(Exercise instructions)
Collect from the data below each line with "once".

(Entries taken from a collection)
# # # # #
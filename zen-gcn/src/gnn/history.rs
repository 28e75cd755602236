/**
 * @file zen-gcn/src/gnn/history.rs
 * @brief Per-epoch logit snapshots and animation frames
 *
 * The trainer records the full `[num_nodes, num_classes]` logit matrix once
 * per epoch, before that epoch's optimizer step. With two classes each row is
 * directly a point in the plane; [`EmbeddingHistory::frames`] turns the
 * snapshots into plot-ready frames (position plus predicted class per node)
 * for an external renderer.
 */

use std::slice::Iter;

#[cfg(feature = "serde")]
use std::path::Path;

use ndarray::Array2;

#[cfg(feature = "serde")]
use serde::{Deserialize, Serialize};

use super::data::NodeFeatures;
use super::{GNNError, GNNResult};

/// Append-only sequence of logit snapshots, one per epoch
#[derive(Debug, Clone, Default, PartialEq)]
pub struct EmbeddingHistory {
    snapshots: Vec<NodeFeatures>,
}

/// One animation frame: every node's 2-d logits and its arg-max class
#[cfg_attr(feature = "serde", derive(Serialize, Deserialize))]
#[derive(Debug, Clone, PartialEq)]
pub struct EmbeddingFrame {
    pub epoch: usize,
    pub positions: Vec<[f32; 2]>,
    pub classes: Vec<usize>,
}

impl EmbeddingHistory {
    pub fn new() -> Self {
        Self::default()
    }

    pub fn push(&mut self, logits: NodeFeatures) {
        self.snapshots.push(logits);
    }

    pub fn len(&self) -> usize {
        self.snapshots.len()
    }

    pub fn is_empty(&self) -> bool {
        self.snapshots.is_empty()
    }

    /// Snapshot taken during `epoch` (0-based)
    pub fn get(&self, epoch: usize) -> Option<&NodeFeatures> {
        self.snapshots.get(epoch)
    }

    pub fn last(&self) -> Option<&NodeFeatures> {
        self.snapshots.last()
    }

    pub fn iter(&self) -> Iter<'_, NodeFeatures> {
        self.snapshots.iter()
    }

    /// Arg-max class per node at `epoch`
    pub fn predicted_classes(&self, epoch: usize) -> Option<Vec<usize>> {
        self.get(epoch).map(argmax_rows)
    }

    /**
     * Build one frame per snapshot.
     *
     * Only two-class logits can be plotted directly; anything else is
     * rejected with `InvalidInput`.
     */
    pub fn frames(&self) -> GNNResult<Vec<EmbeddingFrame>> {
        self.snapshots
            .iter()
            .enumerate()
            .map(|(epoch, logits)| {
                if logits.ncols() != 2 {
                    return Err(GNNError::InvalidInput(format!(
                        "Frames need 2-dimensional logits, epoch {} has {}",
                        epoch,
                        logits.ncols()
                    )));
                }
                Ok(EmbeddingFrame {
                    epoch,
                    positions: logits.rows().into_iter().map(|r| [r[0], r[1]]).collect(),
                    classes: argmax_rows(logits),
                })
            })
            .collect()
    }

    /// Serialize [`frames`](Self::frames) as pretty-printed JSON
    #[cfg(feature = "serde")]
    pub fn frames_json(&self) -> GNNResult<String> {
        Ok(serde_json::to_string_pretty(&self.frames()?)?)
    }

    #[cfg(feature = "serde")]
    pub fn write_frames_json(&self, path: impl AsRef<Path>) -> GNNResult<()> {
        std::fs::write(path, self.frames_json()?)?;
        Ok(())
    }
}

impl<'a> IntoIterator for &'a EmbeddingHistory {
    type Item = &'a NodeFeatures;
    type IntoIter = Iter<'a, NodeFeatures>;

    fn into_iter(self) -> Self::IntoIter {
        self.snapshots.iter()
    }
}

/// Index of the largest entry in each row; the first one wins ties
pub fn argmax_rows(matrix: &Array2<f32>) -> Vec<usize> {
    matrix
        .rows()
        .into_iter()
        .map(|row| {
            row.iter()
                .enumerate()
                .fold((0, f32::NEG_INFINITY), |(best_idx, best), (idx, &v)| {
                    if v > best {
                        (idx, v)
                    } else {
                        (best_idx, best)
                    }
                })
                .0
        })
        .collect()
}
# # # # #
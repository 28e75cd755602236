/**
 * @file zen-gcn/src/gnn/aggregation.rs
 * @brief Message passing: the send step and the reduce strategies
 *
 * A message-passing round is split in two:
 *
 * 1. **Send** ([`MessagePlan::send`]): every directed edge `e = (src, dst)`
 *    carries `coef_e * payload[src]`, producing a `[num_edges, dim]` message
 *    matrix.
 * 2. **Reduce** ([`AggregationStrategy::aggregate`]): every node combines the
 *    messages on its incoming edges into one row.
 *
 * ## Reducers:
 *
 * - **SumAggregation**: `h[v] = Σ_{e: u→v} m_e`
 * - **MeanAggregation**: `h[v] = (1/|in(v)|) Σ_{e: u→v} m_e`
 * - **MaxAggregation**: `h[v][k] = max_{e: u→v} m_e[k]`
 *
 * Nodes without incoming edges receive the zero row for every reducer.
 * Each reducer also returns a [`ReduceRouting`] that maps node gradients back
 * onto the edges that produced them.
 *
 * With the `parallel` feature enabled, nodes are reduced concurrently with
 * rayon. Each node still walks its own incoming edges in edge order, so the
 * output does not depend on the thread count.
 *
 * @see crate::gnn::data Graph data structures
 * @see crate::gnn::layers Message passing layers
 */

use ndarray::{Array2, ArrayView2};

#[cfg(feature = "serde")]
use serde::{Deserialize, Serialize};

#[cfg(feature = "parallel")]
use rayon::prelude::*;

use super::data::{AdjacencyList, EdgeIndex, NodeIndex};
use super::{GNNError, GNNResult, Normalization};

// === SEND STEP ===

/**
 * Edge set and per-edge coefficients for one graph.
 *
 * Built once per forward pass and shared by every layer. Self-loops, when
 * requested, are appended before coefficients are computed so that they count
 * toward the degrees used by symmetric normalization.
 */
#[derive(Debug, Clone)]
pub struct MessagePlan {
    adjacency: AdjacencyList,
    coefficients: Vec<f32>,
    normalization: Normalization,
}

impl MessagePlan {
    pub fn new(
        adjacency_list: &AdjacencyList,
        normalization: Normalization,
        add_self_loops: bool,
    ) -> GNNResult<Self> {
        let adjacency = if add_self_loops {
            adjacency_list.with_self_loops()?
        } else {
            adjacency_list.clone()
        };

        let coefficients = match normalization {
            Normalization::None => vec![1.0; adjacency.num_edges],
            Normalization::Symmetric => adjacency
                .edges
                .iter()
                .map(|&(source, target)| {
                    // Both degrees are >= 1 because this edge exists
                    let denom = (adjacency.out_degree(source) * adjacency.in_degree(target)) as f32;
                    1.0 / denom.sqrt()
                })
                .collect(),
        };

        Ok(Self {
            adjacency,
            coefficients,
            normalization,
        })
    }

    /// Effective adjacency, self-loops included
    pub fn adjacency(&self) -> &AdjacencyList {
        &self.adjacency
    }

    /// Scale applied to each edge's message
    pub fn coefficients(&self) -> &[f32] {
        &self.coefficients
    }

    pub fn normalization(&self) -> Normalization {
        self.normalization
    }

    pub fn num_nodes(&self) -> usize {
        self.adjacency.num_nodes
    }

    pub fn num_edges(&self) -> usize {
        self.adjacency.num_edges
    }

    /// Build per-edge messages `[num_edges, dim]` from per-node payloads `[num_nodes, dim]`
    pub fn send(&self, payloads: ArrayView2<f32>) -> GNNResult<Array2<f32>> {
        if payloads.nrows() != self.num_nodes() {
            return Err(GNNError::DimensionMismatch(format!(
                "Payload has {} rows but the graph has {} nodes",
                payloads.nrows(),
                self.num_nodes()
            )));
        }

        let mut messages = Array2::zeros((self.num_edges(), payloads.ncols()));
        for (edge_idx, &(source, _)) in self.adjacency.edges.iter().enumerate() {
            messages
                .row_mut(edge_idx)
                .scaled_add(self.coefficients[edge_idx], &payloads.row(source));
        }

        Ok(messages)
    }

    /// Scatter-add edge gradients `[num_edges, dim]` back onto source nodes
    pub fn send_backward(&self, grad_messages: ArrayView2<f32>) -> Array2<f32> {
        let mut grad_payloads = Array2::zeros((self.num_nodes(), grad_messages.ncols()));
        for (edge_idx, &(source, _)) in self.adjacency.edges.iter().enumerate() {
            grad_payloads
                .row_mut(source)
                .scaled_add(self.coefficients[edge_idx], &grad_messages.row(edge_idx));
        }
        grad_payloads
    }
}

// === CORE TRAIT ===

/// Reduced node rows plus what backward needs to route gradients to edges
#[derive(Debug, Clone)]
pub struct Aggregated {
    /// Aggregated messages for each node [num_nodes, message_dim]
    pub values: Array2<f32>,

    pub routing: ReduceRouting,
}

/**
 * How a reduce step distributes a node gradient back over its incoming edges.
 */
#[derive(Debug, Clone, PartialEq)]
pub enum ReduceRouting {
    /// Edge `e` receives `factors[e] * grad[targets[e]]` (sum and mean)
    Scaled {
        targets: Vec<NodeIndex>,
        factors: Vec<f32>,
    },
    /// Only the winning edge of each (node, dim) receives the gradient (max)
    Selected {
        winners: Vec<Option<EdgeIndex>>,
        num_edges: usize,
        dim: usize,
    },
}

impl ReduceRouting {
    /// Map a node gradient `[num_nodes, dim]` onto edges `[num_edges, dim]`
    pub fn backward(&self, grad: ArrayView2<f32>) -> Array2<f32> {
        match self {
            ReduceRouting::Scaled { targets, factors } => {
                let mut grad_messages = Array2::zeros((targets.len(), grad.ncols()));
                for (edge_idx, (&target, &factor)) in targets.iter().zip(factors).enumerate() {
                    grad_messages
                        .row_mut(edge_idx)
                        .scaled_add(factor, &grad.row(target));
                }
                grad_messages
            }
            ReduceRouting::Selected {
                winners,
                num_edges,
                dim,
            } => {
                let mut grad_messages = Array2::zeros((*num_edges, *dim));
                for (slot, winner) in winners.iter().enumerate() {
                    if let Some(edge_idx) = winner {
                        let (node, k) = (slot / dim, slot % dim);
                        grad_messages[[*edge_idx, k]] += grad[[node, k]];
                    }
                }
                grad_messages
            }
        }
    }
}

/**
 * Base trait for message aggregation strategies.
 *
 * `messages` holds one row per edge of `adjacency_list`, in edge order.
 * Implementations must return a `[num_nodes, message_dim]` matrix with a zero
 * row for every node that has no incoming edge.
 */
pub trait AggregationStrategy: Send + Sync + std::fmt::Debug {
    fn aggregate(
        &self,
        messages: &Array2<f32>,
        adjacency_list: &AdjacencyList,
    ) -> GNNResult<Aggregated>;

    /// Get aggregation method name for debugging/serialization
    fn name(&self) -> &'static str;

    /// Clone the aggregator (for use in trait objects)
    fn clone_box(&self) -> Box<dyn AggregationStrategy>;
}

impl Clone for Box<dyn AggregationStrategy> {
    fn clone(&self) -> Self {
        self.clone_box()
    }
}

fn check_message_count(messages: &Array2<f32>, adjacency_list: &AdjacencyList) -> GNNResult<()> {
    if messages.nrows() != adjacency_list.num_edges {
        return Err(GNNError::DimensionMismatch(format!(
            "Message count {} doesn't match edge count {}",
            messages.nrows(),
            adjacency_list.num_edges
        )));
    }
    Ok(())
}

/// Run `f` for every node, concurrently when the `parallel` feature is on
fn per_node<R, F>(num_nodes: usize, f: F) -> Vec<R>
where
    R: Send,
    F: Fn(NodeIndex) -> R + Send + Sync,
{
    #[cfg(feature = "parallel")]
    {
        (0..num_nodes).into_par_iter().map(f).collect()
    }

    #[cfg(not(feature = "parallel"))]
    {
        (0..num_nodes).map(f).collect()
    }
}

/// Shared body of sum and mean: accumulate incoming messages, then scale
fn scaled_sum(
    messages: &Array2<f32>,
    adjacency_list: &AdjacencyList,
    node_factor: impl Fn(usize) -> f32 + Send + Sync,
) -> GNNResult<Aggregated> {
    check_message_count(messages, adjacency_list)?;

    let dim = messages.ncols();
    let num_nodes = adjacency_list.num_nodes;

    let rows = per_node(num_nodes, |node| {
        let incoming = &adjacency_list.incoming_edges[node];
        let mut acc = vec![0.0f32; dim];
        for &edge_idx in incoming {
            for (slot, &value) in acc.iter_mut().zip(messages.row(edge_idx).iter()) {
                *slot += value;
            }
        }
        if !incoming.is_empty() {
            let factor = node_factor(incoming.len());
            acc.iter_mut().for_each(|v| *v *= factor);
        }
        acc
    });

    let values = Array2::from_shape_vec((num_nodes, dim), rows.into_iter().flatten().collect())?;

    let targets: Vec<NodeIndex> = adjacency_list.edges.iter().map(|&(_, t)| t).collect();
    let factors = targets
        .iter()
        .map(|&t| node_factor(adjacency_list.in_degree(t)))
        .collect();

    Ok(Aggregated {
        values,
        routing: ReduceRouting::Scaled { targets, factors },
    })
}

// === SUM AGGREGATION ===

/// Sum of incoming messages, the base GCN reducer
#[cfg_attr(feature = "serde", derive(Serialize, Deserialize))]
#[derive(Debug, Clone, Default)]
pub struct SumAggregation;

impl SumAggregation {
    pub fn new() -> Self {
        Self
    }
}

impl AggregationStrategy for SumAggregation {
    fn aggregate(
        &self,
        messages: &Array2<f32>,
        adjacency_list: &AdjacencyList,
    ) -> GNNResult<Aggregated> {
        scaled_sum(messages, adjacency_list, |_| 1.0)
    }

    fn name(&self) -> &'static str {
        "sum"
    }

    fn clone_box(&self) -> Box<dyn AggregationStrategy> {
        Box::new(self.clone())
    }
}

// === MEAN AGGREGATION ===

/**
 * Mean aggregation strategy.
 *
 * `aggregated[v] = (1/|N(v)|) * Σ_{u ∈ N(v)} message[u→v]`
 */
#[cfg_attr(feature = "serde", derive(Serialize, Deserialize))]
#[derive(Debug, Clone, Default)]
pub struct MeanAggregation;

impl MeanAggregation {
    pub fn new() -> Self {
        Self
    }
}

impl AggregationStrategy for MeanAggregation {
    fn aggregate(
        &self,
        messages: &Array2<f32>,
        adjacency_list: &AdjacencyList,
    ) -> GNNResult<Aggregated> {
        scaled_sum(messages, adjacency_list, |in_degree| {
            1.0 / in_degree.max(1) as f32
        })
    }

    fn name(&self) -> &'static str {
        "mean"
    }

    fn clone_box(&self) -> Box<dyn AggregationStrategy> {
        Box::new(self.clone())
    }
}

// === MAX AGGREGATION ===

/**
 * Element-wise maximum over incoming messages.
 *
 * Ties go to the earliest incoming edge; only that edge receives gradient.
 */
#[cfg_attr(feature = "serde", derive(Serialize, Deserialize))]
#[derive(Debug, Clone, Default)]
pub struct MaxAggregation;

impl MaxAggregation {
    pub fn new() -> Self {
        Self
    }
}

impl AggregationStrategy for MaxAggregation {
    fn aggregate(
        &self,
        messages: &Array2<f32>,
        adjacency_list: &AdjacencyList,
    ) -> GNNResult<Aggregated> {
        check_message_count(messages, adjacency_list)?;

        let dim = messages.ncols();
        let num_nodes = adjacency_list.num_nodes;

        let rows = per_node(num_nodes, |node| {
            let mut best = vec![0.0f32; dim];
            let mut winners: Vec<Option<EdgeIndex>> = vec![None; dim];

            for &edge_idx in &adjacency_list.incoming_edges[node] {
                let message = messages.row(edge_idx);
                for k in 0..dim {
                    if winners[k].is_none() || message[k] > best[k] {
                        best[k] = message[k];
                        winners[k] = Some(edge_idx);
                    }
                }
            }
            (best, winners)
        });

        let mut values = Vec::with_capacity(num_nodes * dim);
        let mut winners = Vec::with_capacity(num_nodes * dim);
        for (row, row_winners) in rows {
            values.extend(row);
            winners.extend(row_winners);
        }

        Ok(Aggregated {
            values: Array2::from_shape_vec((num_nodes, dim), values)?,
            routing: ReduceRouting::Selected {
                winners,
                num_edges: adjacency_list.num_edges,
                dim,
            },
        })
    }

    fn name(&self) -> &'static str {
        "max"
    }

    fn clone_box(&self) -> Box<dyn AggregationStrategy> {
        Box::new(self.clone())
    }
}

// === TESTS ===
# # # # #
(Answer section)
 * The trainer records the full `[num_nodes, num_classes]` logit matrix once
 * Built once per forward pass and shared by every layer. Self-loops, when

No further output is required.